And I didn't mean with papers or anything, I don't care about that in the least, lol!  especially since it'll be a fixed male. 

Leslie's, that's good to know, I love Maine Coones as well, they in my top ten favorites.  I also really like Abbysinians, Scottish folds, and Singapuras. But then, I like most cats.  Just not hairless ones. 

Desert rose, that is so cool that you got the kind you wanted! He sounds like a really cool cat. 

I cannot _believe_ how much people ask for PB kittens!  I vaguely knew they were really expensive, but when I was searching around to get a better idea, I just about fell over too! :lol: It's hard to imagine asking 2000 dollars for something as teeny as a kitten!!

I was trying to find out about health care and stuff for cats, and it *seems* ridiculously easy! I guess I'm used to goats now, with all the different aspects of health care and feeding, supplement, and vaccinations and everything, and as far as I can't tell, you pretty much only have to feed cats! :lol:
I know they need deworming once in a while, or is it just once when they're little?

Thank you everyone!! I can always count a on y'all for some good advice and stories/suggestions!!


----------



## KW Farms (Jun 21, 2008)

They occasionally have purebreds at the shelter...but purebred kittens are uncommon.



> I cannot _believe_ how much people ask for PB kittens!
> 
> 
> 
> ...


The cat breeders probably think it's crazy what us goat people will pay for a purebred, quality goat.  A kitten priced at $2,000 is from a show cattery most likely.

Not long ago I got a purebred, registered male persian kitten.
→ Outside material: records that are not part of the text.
//! HTTP media fetching over a round-robin egress pool.

use chrono::{DateTime, Utc};
use reqwest::header::{HeaderMap, CONTENT_LENGTH, RETRY_AFTER};
use reqwest::{Client, Proxy, StatusCode};
use std::sync::atomic::{AtomicUsize, Ordering};
use std::time::Duration;
use tracing::debug;
use url::Url;

use ingest_core::{Error, Result};

use crate::config::AdmissionConfig;

/// Result of one fetch attempt that did not fail terminally.
#[derive(Debug, Clone, PartialEq, Eq)]
pub enum FetchOutcome {
    Fetched(Vec<u8>),
    /// Origin answered 429.
    Throttled { retry_after: Duration },
}

struct Egress {
    label: String,
    client: Client,
}

/// Issues GET requests, rotating through the configured egress paths.
pub struct Fetcher {
    pool: Vec<Egress>,
    next: AtomicUsize,
    max_bytes: usize,
    default_retry_after: Duration,
    max_retry_after: Duration,
    auth_header: Option<String>,
}

impl Fetcher {
    pub fn new(config: &AdmissionConfig) -> Result<Self> {
        let mut pool = Vec::new();
        for proxy in config.egress_pool() {
            let mut builder = Client::builder()
                .timeout(config.request_timeout())
                .user_agent(config.user_agent.clone());

            let label = match &proxy {
                Some(url) => {
                    let proxy = Proxy::all(url)
                        .map_err(|e| Error::config(format!("invalid proxy {url}: {e}")))?;
                    builder = builder.proxy(proxy);
                    url.clone()
                }
                None => {
                    builder = builder.no_proxy();
                    "direct".to_string()
                }
            };

            let client = builder
                .build()
                .map_err(|e| Error::config(format!("failed to build HTTP client: {e}")))?;
            pool.push(Egress { label, client });
        }

        Ok(Self {
            pool,
            next: AtomicUsize::new(0),
            max_bytes: config.max_fetch_bytes,
            default_retry_after: Duration::from_secs(config.default_retry_after_secs),
            max_retry_after: Duration::from_secs(config.max_retry_after_secs),
            auth_header: config.gateway_auth_header.clone(),
        })
    }

    fn pick(&self) -> &Egress {
        let idx = self.next.fetch_add(1, Ordering::Relaxed) % self.pool.len();
        &self.pool[idx]
    }

    /// Fetches `url`. Any status other than 2xx and 429 is a terminal error.
    ///
    /// `credential` is attached under the configured gateway header, if any.
    pub async fn fetch(&self, url: &Url, credential: Option<&str>) -> Result<FetchOutcome> {
        let egress = self.pick();
        let mut request = egress.client.get(url.clone());
        if let (Some(header), Some(credential)) = (&self.auth_header, credential) {
            request = request.header(header.as_str(), credential);
        }

        debug!(url = %url, egress = %egress.label, "Fetching media");
        let mut response = request.send().await.map_err(transport_error)?;

        let status = response.status();
        if status == StatusCode::TOO_MANY_REQUESTS {
            let retry_after = parse_retry_after(response.headers(), Utc::now())
                .unwrap_or(self.default_retry_after)
                .min(self.max_retry_after);
            return Ok(FetchOutcome::Throttled { retry_after });
        }
        if !status.is_success() {
            return Err(Error::FetchStatus(status.as_u16()));
        }

        if let Some(declared) = content_length(response.headers()) {
            if declared > self.max_bytes {
                return Err(Error::oversize(declared, self.max_bytes));
            }
        }

        let mut body = Vec::new();
        while let Some(chunk) = response.chunk().await.map_err(transport_error)? {
            if body.len() + chunk.len() > self.max_bytes {
                return Err(Error::oversize(body.len() + chunk.len(), self.max_bytes));
            }
            body.extend_from_slice(&chunk);
        }

        if body.is_empty() {
            return Err(Error::fetch("empty response body"));
        }
        Ok(FetchOutcome::Fetched(body))
    }
}

fn transport_error(e: reqwest::Error) -> Error {
    if e.is_timeout() {
        Error::fetch("request timed out")
    } else {
        Error::fetch(e.without_url().to_string())
    }
}

fn content_length(headers: &HeaderMap) -> Option<usize> {
    headers
        .get(CONTENT_LENGTH)?
        .to_str()
        .ok()?
        .trim()
        .parse()
        .ok()
}

/// Parses a Retry-After header given as delta-seconds or an HTTP date.
pub fn parse_retry_after(headers: &HeaderMap, now: DateTime<Utc>) -> Option<Duration> {
    let value = headers.get(RETRY_AFTER)?.to_str().ok()?.trim();
    if let Ok(secs) = value.parse::<u64>() {
        return Some(Duration::from_secs(secs));
    }
    let at = DateTime::parse_from_rfc2822(value).ok()?.with_timezone(&Utc);
    Some((at - now).to_std().unwrap_or(Duration::ZERO))
}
He is the best...so sweet and cuddly and cute. I was happy to purchase one and know exactly what I was getting and I really couldn't be happier. There is nothing wrong with getting a mutt cat or kitten (i've got a ragdoll mix as well), but there are some benefits to purchasing a purebred. And not all of them are outrageously priced. There will always be "pet only" quality purebred kittens that maybe just don't cut it to be a show or breeding cat so the breeders let them go for a lot less. I got my persian kitten for a very reasonable price, I know his background, I know his vet history, his pedigree, how he was raised, I know he is healthy, etc. So I guess my point is...if you want something specific like a ragdoll or siamese..then go for it. There's nothing wrong with supporting a good breeder! I see a lot of comments saying to get a mutt, but if you want a purebred, there's nothing wrong with that. If you want to and can find a purebred at the shelter, even better!

Here's my little guy "Cloud." Could not have asked for a more perfect kitten.


----------



## CAjerseychick (Sep 21, 2013)

Well we went thru a kitten stage-- adopted 4 in 3 years (1 was hit by a car) and the other 3 have turned into excellent mousers....
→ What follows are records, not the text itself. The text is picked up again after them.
#[cfg(test)]
mod tests {
    use super::*;
    use base64::Engine;
    use ingest_core::{NftRecord, RecordStatus};
    use media::MediaConfig;
    use record_store::MemoryStore;
    use std::io::Cursor;
    use wiremock::matchers::method;
    use wiremock::{Mock, MockServer, ResponseTemplate};

    use crate::storage::LocalStorage;

    fn png_bytes(width: u32, height: u32) -> Vec<u8> {
        let img = image::RgbaImage::from_pixel(width, height, image::Rgba([200, 10, 10, 255]));
        let mut out = Cursor::new(Vec::new());
        img.write_to(&mut out, image::ImageFormat::Png).unwrap();
        out.into_inner()
    }

    fn data_uri(mime: &str, bytes: &[u8]) -> String {
        format!(
            "data:{mime};base64,{}",
            base64::engine::general_purpose::STANDARD.encode(bytes)
        )
    }

    struct Harness {
        pipeline: Pipeline,
        store: Arc<MemoryStore>,
        dir: tempfile::TempDir,
    }

    fn harness(records: Vec<NftRecord>, config: AdmissionConfig) -> Harness {
        let store = Arc::new(MemoryStore::with_records(records));
        let dir = tempfile::tempdir().unwrap();
        let admission = Arc::new(ItemAdmission::new(&config).unwrap());
        let pipeline = Pipeline::new(
            store.clone(),
            admission,
            Transcoder::new(MediaConfig::default()),
            Arc::new(LocalStorage::new(dir.path())),
            &config,
        );
        Harness { pipeline, store, dir }
    }

    fn admission_config() -> AdmissionConfig {
        AdmissionConfig {
            min_interval_ms: 0,
            ..Default::default()
        }
    }

    fn stored_files(dir: &std::path::Path) -> usize {
        fn walk(dir: &std::path::Path) -> usize {
            std::fs::read_dir(dir)
                .map(|entries| {
                    entries
                        .flatten()
                        .map(|e| if e.path().is_dir() { walk(&e.path()) } else { 1 })
                        .sum()
                })
                .unwrap_or(0)
        }
        walk(dir)
    }

    #[tokio::test]
    async fn test_inline_png_completes_record() {
        let record = NftRecord::new(1, "0xabc", "7", data_uri("image/png", &png_bytes(400, 100)));
        let h = harness(vec![record], admission_config());

        let outcome = h.pipeline.process(1, None).await.unwrap();
        let ItemOutcome::Completed(produced) = outcome else {
            panic!("expected completion, got {outcome:?}");
        };
        assert_eq!(produced.thumbnail.kind, MediaKind::Png);

        let thumb = image::load_from_memory(&produced.thumbnail.bytes).unwrap();
        assert_eq!((thumb.width(), thumb.height()), (200, 50));

        let rec = h.store.get(1).unwrap();
        assert!(rec.uploaded);
        assert_eq!(rec.thumbnail_route.as_deref(), Some(produced.route.as_str()));
        assert_eq!(rec.error_message, None);
        assert_eq!(rec.status, RecordStatus::Completed);
        assert!(h.dir.path().join(&produced.route).exists());
    }

    #[tokio::test]
    async fn test_complete_record_is_left_unchanged() {
        let mut record = NftRecord::new(2, "0xabc", "8", "ipfs://Qm1");
        record.apply(&NftUpdate::success("0xabc/done.png"));
        let h = harness(vec![record.clone()], admission_config());

        let outcome = h.pipeline.process(2, None).await.unwrap();
        assert_eq!(outcome, ItemOutcome::Skipped);
        assert_eq!(h.store.get(2).unwrap(), record);
        assert_eq!(h.store.update_count(), 0);
    }

    #[tokio::test]
    async fn test_missing_locator_is_input_failure() {
        let mut record = NftRecord::new(3, "0xabc", "9", "");
        record.raw_media_uri = Some("\0\0".into());
        let h = harness(vec![record], admission_config());

        let outcome = h.pipeline.process(3, None).await.unwrap();
        assert!(matches!(outcome, ItemOutcome::Failed { kind: ErrorKind::Input, .. }));

        let rec = h.store.get(3).unwrap();
        assert!(!rec.uploaded);
        assert!(rec.error_message.unwrap().starts_with("missing input"));
    }

    #[tokio::test]
    async fn test_absent_record_fails_without_update() {
        let h = harness(vec![], admission_config());
        let outcome = h.pipeline.process(99, None).await.unwrap();
        assert!(matches!(outcome, ItemOutcome::Failed { kind: ErrorKind::Input, .. }));
        assert_eq!(h.store.update_count(), 0);
    }

    #[tokio::test]
    async fn test_oversize_inline_writes_nothing() {
        let config = AdmissionConfig {
            inline_cap_bytes: 1024,
            ..admission_config()
        };
        let svg = format!(
            r#"<svg xmlns="http://www.w3.org/2000/svg" width="10" height="10"><!-- {} --></svg>"#,
            "x".repeat(4096)
        );
        let record = NftRecord::new(4, "0xabc", "1", data_uri("image/svg+xml", svg.as_bytes()));
        let h = harness(vec![record], config);

        let outcome = h.pipeline.process(4, None).await.unwrap();
        assert!(matches!(outcome, ItemOutcome::Failed { kind: ErrorKind::Oversize, .. }));

        let rec = h.store.get(4).unwrap();
        assert!(!rec.uploaded);
        assert!(rec.error_message.unwrap().starts_with("oversize payload"));
        assert_eq!(stored_files(h.dir.path()), 0);
    }

    #[tokio::test]
    async fn test_remote_fetch_and_throttle() {
        let server = MockServer::start().await;
        Mock::given(method("GET"))
            .respond_with(ResponseTemplate::new(429).insert_header("retry-after", "5"))
            .up_to_n_times(1)
            .mount(&server)
            .await;
        Mock::given(method("GET"))
            .respond_with(ResponseTemplate::new(200).set_body_bytes(png_bytes(300, 300)))
            .mount(&server)
            .await;

        let url = format!("{}/media/token.png", server.uri());
        let records = vec![
            NftRecord::new(5, "0xabc", "5", url.clone()),
            NftRecord::new(6, "0xabc", "6", url),
        ];
        let h = harness(records, admission_config());

        let outcome = h.pipeline.process(5, None).await.unwrap();
        let ItemOutcome::Deferred { retry_after, .. } = outcome else {
            panic!("expected deferral, got {outcome:?}");
        };
        assert_eq!(retry_after, Duration::from_secs(5));
        let rec = h.store.get(5).unwrap();
        assert_eq!(rec.status, RecordStatus::Deferred);
        assert!(rec.error_message.unwrap().starts_with("deferred retry"));
        assert_eq!(h.pipeline.admission().retry_depth(), 1);

        let outcome = h.pipeline.process(6, None).await.unwrap();
        assert!(outcome.is_success());
        assert!(h.store.get(6).unwrap().uploaded);
    }

    #[tokio::test]
    async fn test_not_found_status_is_recorded() {
        let server = MockServer::start().await;
        Mock::given(method("GET"))
            .respond_with(ResponseTemplate::new(404))
            .mount(&server)
            .await;

        let record = NftRecord::new(7, "0xabc", "7", format!("{}/missing.png", server.uri()));
        let h = harness(vec![record], admission_config());

        h.pipeline.process(7, None).await.unwrap();
        let rec = h.store.get(7).unwrap();
        assert_eq!(
            rec.error_message.as_deref(),
            Some("Request failed with status code 404")
        );
        assert!(!rec.is_reprocessable());
    }

    #[tokio::test]
    async fn test_resume_continues_from_fetched_bytes() {
        let record = NftRecord::new(8, "0xabc", "8", "https://example.invalid/a.png");
        let h = harness(vec![record.clone()], admission_config());

        let item = PendingItem {
            request: ImageRequest::from_record(&record, "https://example.invalid/a.png".into()),
            locator_kind: Some(MediaKind::Png),
        };
        let outcome = h.pipeline.resume(item.clone(), png_bytes(50, 50)).await.unwrap();
        assert!(matches!(outcome, ItemOutcome::Completed(_)));
        assert!(h.store.get(8).unwrap().is_complete());

        h.pipeline
            .abandon(item, Error::fetch("connection reset"))
            .await
            .unwrap();
        let rec = h.store.get(8).unwrap();
        assert!(!rec.uploaded);
        assert!(rec.is_reprocessable());
    }
}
One thing I have noticed, is that if you go thru your SPCA your kitten comes as young as 12 weeks and is already spayed/neutered microchipped-- and in EXCELLENT health.
This is important as the pair we got from our pound were really sick (although were spayed and neutered) and ended up costing us hundreds of dollars at the vet (they had spurting diahrea which is pretty hard to ignore with indoor / outdoor cats)...
Also during "kitten season" in the spring shelters get overwhelmed and will discount the cats (we got our last one from the SPCA spayed, microchipped, first set of shots for FREE)...
SPCAs are nice because the health is gaurunteed, and they handle their kittens so you get a well socialized kitty....They are more expensive usually then the local pound though....but you know what you are getting...
(and then they have their discount cat days, we got on their mailing list and got an email notifying us they were at capacity and were giving away kittens... so....)....
Personally we like kittens (you think?) - havent really noticed a difference in affection between boys and girls--

Our old cat was female, she passed one month shy of her 17th birthday and was a real sweetheart...
out of the latest 4, we had 3 boys 1 girl (1 boy died) and they are all really affectionate--
daughter just went and picked out the friendliest kitten....
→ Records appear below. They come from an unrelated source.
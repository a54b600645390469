//! Ingestion workers and background tasks for the NFT media pipeline.
//!
//! - [`pipeline`]: fetch, resolve, transcode and persist one item
//! - [`worker`]: consumes ids from one queue, one at a time
//! - [`distributor`]: feeds per-worker queues and supervises workers
//! - [`retry`]: resumes items the admission controller deferred
//! - [`sweep`]: re-runs records that failed transiently
//! - [`scheduler`]: periodic background tasks

pub mod config;
pub mod distributor;
pub mod pipeline;
pub mod retry;
pub mod scheduler;
pub mod storage;
pub mod sweep;
pub mod worker;

pub use config::{PipelineConfig, StorageConfig};
pub use distributor::{Assignment, DistributionSummary, Distributor};
pub use pipeline::{ItemAdmission, ItemOutcome, PendingItem, Pipeline, Produced};
pub use retry::ResumeHandler;
pub use scheduler::{SchedulerConfig, WorkerScheduler};
pub use storage::{thumbnail_route, LocalStorage, SharedStorage, ThumbnailStorage};
pub use sweep::{ReprocessSweep, SweepReport};
pub use worker::{IngestionWorker, WorkerEvent};
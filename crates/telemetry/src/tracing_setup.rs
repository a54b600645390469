//! Tracing setup for structured logging.

use tracing_subscriber::{
    fmt::{self, format::FmtSpan},
    layer::SubscriberExt,
    util::SubscriberInitExt,
    EnvFilter,
};

/// Tracing configuration.
pub struct TracingConfig {
    /// Log level filter (e.g., "info", "worker=debug,admission=debug")
    pub filter: String,
    /// Whether to output JSON format
    pub json: bool,
    /// Whether to include span events
    pub span_events: bool,
}

impl Default for TracingConfig {
    fn default() -> Self {
        Self {
            filter: "info".to_string(),
            json: false,
            span_events: false,
        }
    }
}

impl TracingConfig {
    pub fn new() -> Self {
        Self::default()
    }

    pub fn with_filter(mut self, filter: impl Into<String>) -> Self {
        self.filter = filter.into();
        self
    }

    pub fn with_json(mut self, json: bool) -> Self {
        self.json = json;
        self
    }

    pub fn with_span_events(mut self, span_events: bool) -> Self {
        self.span_events = span_events;
        self
    }
}

/// Initialize tracing with the given configuration.
///
/// Returns `false` if a global subscriber was already installed.
pub fn init_tracing(config: TracingConfig) -> bool {
    let env_filter = EnvFilter::try_from_default_env()
        .or_else(|_| EnvFilter::try_new(&config.filter))
        .unwrap_or_else(|_| EnvFilter::new("info"));

    let span_events = if config.span_events {
        FmtSpan::NEW | FmtSpan::CLOSE
    } else {
        FmtSpan::NONE
    };

    if config.json {
        let fmt_layer = fmt::layer()
            .json()
            .with_span_events(span_events)
            .with_target(true)
            .with_thread_ids(true)
            .with_file(true)
            .with_line_number(true);

        if tracing_subscriber::registry()
            .with(env_filter)
            .with(fmt_layer)
            .try_init()
            .is_err()
        {
            return false;
        }
    } else {
        let fmt_layer = fmt::layer()
            .with_span_events(span_events)
            .with_target(true)
            .with_thread_ids(false)
            .with_file(false)
            .with_line_number(false);

        if tracing_subscriber::registry()
            .with(env_filter)
            .with(fmt_layer)
            .try_init()
            .is_err()
        {
            return false;
        }
    }

    tracing::info!(filter = %config.filter, json = config.json, "Tracing initialized");
    true
}

/// Initialize tracing from environment variables.
pub fn init_tracing_from_env() {
    let flag = |name: &str| {
        std::env::var(name)
            .map(|v| v == "1" || v.to_lowercase() == "true")
            .unwrap_or(false)
    };

    let filter = std::env::var("RUST_LOG").unwrap_or_else(|_| "info".to_string());

    init_tracing(
        TracingConfig::new()
            .with_filter(filter)
            .with_json(flag("LOG_JSON"))
            .with_span_events(flag("LOG_SPAN_EVENTS")),
    );
}

/// Quiet subscriber for tests; safe to call from every test.
pub fn init_test_tracing() {
    let _ = init_tracing(TracingConfig::new().with_filter("warn"));
}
As to purebreeds, in SF you see a fair number of adult purebreds (people are always moving , etc..). tons of Siamese... but these are usually young adults or older....
If you are in Texas maybe look at the SPCA in the biggest city near you or just call them about a specific breed, and I know for dogs (I am a dog person) they have breed specific rescue so they probably have them for Siamese and other cat breeds as well....

Or you could just go for a free kitten as well.... there are alot of choices out there....Maybe do both or all of the above!!!


----------



## Texaslass (May 15, 2013)

Thank you! 

KW farms, he's soo cute! Yes, that price was from a show chattery, but I saw a lot for $600, $800 and more.
Personally, I think a lot of show quality, registered goats are waaay overpriced as well, but that's just MHO. 

I would be very happy with a mix. After doing some more considering, I think my top faves are ragdoll and Maine ****, though I'm not sure I would want such a big cat in the house. 
So, if I could find, say, a ragdoll mix at a shelter, that was smaller than the average for the breed, that would be great! 
I will be keeping my eye out.


----------



## Scottyhorse (Feb 11, 2013)

I love Main *****! I will have to put some pictures up of our cats, 3 male mutts.


----------



## dobe627 (Oct 16, 2007)

I just got 2 purebred Siamese off Craig's list. I bought the male and he's just the sweetest. Then the lady emailed me and said his sister was being returned as an older cat didn't like her. So I went and got her. They are 6 months old and so sweet.


----------



## NubianFan (Jun 3, 2013)

Sarah my Mainecoon is a female and she is on the smaller side for the breed, she probably isn't full blood maybe half, but she has the mackaral tabby, ear tufts, long hair, hairy between toes (snow shoes) and everything the breed is known for.


----------



## NubianFan (Jun 3, 2013)

I will try to post pics of her... she is a booger though, but that is judst her, not the breed in general. She is very loving to me, and generally is loving to other people, but she hates all other animals.


----------



## NubianFan (Jun 3, 2013)

Here she is this is Princess my Mainecoon kitty.


----------



## ciwheeles (Apr 5, 2013)

NubianFan said:


> Here she is this is Princess my Mainecoon kitty.


Wow she's pretty!! And Kw your Persian is so pretty too!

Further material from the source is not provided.